- [Exercise instructions] The expected output is exactly the lines below, starting at the line with "with each assignment" and ending at the line with "let mut res", both included; no other line belongs in it.

- [Provided data]
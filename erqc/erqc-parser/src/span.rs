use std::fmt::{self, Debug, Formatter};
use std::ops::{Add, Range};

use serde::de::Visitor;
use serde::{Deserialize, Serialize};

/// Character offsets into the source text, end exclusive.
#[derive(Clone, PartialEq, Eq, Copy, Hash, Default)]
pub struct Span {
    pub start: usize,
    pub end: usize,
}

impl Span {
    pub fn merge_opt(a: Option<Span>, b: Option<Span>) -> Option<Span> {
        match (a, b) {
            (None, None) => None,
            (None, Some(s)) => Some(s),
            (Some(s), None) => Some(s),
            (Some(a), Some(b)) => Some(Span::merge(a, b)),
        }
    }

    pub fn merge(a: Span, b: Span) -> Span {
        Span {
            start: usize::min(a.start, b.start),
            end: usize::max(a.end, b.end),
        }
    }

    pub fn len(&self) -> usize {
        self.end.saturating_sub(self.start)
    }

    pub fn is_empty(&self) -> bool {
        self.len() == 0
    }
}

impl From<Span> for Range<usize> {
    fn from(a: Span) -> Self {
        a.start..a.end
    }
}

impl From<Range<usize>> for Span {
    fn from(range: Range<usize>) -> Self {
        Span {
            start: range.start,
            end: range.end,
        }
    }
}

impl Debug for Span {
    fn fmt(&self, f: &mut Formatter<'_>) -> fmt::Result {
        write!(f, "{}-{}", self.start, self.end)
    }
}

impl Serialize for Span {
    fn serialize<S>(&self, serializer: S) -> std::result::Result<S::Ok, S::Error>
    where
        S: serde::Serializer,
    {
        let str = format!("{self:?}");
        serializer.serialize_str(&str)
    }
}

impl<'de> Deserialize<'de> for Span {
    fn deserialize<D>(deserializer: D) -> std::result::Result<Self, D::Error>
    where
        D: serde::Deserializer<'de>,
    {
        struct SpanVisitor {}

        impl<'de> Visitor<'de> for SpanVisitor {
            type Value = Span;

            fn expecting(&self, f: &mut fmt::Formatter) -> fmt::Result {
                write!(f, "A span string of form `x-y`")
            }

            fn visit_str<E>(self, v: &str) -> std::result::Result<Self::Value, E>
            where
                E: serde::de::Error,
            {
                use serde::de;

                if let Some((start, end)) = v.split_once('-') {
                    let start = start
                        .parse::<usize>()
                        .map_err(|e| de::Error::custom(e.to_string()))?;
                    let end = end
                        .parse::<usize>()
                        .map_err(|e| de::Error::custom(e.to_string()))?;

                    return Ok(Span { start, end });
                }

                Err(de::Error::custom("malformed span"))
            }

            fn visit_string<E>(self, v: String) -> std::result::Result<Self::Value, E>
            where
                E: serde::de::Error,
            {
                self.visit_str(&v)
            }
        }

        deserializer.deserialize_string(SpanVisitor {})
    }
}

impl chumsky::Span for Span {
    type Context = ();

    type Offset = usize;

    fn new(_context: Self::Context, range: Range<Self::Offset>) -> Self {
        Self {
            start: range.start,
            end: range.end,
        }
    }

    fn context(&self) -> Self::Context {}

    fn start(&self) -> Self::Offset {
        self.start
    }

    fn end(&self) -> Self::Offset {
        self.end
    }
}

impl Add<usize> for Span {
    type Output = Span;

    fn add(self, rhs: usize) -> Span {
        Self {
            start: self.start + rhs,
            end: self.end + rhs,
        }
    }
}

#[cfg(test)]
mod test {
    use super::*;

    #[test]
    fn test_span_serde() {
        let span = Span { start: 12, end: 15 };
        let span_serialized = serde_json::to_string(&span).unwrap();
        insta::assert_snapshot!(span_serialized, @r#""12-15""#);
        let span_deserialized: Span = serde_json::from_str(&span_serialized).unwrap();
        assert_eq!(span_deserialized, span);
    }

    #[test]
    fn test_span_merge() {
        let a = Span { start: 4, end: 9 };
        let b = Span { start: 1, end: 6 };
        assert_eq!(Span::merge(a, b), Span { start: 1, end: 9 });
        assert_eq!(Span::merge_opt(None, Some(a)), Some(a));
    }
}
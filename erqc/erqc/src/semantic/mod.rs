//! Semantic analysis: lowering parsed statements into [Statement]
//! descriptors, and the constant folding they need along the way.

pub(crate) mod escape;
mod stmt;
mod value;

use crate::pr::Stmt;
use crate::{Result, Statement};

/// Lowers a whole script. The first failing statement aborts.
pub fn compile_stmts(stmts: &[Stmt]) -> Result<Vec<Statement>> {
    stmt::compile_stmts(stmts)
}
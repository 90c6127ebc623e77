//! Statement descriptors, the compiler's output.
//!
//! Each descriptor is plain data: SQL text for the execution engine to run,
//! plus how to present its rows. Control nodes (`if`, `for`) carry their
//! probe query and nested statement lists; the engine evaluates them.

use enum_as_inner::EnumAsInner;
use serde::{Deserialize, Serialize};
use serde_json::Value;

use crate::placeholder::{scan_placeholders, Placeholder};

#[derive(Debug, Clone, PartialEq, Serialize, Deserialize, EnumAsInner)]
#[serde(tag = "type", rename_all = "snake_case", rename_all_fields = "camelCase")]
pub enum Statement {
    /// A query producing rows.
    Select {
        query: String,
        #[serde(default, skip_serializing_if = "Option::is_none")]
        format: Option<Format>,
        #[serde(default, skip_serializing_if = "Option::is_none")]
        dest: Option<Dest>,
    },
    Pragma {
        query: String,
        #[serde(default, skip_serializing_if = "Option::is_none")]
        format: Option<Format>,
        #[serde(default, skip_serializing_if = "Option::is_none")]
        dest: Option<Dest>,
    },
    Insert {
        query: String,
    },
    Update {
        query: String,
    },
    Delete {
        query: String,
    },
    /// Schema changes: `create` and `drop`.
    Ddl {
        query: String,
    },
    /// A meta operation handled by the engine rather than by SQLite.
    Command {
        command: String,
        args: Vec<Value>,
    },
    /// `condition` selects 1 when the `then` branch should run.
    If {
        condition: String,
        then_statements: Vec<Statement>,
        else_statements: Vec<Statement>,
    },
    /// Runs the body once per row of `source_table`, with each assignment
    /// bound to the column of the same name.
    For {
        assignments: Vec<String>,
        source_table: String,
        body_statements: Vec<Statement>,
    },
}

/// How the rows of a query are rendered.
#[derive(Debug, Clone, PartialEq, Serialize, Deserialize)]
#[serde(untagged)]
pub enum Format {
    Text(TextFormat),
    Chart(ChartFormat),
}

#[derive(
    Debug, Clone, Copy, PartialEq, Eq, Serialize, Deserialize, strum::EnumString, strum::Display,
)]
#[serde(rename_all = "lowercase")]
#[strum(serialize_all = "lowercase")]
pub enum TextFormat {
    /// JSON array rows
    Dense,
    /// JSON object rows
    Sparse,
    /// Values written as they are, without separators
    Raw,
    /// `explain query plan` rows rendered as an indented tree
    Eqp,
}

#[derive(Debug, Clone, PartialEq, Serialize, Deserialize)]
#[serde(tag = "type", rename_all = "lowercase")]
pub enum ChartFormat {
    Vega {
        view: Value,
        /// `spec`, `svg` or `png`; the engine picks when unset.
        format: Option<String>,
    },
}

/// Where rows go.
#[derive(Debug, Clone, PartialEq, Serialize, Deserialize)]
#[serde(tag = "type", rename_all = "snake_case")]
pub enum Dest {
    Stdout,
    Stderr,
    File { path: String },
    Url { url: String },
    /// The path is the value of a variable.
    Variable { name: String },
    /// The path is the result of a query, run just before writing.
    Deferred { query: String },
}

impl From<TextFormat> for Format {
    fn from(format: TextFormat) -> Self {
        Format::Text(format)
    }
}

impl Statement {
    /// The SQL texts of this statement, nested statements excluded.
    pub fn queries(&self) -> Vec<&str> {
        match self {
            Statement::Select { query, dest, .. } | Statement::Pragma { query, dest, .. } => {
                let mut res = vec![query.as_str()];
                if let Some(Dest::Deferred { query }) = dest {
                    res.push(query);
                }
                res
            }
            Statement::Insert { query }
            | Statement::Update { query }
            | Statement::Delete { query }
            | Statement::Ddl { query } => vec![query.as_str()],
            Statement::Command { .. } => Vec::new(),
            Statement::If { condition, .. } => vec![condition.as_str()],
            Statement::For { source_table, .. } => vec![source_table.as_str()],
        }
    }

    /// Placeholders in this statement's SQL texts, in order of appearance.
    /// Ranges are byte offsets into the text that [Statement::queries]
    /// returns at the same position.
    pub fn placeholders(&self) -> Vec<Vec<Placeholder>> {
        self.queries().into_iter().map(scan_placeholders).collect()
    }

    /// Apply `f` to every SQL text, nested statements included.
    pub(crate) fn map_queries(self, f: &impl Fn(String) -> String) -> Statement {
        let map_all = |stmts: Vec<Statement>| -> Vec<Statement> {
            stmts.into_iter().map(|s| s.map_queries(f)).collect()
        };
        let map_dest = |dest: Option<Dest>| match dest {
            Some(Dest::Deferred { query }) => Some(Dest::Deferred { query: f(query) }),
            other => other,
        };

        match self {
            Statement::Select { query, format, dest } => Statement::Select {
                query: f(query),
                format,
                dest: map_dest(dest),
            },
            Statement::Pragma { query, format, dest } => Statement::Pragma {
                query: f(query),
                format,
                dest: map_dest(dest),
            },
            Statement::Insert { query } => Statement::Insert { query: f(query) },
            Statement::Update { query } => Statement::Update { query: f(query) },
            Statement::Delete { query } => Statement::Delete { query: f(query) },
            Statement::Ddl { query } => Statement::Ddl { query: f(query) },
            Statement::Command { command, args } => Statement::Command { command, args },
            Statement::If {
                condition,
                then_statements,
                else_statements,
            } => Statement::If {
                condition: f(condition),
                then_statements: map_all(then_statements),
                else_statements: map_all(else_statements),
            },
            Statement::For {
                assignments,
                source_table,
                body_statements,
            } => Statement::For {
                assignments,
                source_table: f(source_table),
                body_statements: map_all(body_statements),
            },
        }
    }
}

- [Final answer]
    /// Runs the body once per row of `source_table`, with each assignment
    /// bound to the column of the same name.
    For {
        assignments: Vec<String>,
        source_table: String,
        body_statements: Vec<Statement>,
    },
}

/// How the rows of a query are rendered.
#[derive(Debug, Clone, PartialEq, Serialize, Deserialize)]
#[serde(untagged)]
pub enum Format {
    Text(TextFormat),
    Chart(ChartFormat),
}

#[derive(
    Debug, Clone, Copy, PartialEq, Eq, Serialize, Deserialize, strum::EnumString, strum::Display,
)]
#[serde(rename_all = "lowercase")]
#[strum(serialize_all = "lowercase")]
pub enum TextFormat {
    /// JSON array rows
    Dense,
    /// JSON object rows
    Sparse,
    /// Values written as they are, without separators
    Raw,
    /// `explain query plan` rows rendered as an indented tree
    Eqp,
}

#[derive(Debug, Clone, PartialEq, Serialize, Deserialize)]
#[serde(tag = "type", rename_all = "lowercase")]
pub enum ChartFormat {
    Vega {
        view: Value,
        /// `spec`, `svg` or `png`; the engine picks when unset.
        format: Option<String>,
    },
}

/// Where rows go.
#[derive(Debug, Clone, PartialEq, Serialize, Deserialize)]
#[serde(tag = "type", rename_all = "snake_case")]
pub enum Dest {
    Stdout,
    Stderr,
    File { path: String },
    Url { url: String },
    /// The path is the value of a variable.
    Variable { name: String },
    /// The path is the result of a query, run just before writing.
    Deferred { query: String },
}

impl From<TextFormat> for Format {
    fn from(format: TextFormat) -> Self {
        Format::Text(format)
    }
}

impl Statement {
    /// The SQL texts of this statement, nested statements excluded.
    pub fn queries(&self) -> Vec<&str> {
        match self {
            Statement::Select { query, dest, .. } | Statement::Pragma { query, dest, .. } => {
                let mut res = vec![query.as_str()];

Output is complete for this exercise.